DESCRIPTION OF THE TASK: In the records below, find the line containing "with it; handlers" and the line containing "pub fn with_connection(connection: Arc<PeerConnection>)"; please repeat exactly the lines from one to the other, both included, and nothing more.

━━━ RAW DATA ━━━

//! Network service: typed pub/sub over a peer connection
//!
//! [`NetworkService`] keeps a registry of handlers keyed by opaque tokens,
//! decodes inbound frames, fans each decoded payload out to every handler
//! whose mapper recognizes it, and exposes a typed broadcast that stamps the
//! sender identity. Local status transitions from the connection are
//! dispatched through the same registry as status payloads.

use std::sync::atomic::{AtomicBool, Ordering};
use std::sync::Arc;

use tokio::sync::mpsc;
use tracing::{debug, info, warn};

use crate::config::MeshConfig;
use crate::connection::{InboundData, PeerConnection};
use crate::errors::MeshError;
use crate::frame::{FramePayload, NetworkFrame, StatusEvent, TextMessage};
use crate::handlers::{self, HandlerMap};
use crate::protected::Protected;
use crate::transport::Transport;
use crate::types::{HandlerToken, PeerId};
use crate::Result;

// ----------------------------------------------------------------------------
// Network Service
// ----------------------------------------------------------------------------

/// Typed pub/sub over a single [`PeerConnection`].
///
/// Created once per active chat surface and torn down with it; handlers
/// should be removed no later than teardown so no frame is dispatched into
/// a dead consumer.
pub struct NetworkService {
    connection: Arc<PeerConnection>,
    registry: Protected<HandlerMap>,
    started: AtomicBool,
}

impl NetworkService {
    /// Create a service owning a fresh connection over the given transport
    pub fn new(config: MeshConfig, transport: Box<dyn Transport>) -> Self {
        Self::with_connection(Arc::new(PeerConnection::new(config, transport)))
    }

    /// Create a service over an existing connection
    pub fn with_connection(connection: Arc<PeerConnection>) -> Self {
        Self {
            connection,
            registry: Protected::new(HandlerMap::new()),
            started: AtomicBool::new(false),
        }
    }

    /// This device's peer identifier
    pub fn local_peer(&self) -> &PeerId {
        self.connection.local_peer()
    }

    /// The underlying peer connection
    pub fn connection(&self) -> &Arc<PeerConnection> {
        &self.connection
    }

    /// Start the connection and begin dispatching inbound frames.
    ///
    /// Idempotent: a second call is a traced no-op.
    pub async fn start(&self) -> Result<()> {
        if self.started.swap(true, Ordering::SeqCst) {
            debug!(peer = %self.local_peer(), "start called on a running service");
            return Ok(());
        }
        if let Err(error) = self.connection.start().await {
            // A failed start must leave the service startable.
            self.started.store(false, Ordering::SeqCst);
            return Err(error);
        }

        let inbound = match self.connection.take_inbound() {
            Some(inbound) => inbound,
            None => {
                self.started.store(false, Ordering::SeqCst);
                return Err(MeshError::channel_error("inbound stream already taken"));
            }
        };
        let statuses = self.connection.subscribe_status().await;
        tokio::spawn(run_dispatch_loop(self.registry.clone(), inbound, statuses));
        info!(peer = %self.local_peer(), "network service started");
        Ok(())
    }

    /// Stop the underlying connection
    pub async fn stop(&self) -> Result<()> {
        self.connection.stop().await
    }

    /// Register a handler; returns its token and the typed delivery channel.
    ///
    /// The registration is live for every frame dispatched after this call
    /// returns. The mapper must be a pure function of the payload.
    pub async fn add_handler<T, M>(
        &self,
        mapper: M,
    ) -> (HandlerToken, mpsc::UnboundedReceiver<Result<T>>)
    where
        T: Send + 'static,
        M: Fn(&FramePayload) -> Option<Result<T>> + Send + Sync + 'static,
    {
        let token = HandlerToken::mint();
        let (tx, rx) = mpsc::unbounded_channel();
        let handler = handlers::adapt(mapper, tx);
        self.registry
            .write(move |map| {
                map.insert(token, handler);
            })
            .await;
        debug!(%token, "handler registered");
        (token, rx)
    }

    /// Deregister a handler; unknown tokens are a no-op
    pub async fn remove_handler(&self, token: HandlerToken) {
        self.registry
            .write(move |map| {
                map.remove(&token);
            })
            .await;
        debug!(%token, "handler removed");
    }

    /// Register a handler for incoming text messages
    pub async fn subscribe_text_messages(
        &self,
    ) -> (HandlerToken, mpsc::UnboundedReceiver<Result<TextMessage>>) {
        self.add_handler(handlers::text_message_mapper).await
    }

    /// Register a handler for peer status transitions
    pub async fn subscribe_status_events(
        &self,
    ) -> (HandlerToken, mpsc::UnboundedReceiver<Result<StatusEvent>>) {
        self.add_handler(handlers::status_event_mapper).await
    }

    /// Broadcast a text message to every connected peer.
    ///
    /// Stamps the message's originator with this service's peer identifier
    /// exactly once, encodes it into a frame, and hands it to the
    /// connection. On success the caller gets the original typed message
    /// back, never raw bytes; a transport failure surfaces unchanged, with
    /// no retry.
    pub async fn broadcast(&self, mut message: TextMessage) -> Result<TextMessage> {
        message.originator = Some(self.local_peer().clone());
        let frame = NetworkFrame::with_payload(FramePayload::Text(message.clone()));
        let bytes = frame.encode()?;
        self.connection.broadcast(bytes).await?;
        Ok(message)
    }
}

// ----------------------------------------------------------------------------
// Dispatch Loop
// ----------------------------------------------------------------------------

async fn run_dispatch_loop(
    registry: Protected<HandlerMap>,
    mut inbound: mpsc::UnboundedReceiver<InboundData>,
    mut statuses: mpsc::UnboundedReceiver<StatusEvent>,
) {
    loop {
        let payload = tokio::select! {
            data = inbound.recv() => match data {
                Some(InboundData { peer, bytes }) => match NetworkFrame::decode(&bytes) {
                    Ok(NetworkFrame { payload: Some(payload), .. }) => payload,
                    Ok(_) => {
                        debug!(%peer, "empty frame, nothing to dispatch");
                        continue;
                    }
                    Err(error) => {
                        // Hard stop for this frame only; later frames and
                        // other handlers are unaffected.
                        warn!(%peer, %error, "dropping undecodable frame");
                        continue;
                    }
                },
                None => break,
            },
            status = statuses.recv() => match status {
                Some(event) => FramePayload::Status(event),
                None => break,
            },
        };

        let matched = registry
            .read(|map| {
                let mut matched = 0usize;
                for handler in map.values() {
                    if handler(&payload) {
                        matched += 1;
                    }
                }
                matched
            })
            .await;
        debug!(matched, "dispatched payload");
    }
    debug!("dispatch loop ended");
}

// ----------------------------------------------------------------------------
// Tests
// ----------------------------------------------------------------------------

━━━

OUTPUT OF THE EXERCISE:
/// Created once per active chat surface and torn down with it; handlers
/// should be removed no later than teardown so no frame is dispatched into
/// a dead consumer.
pub struct NetworkService {
    connection: Arc<PeerConnection>,
    registry: Protected<HandlerMap>,
    started: AtomicBool,
}

impl NetworkService {
    /// Create a service owning a fresh connection over the given transport
    pub fn new(config: MeshConfig, transport: Box<dyn Transport>) -> Self {
        Self::with_connection(Arc::new(PeerConnection::new(config, transport)))
    }

    /// Create a service over an existing connection
    pub fn with_connection(connection: Arc<PeerConnection>) -> Self {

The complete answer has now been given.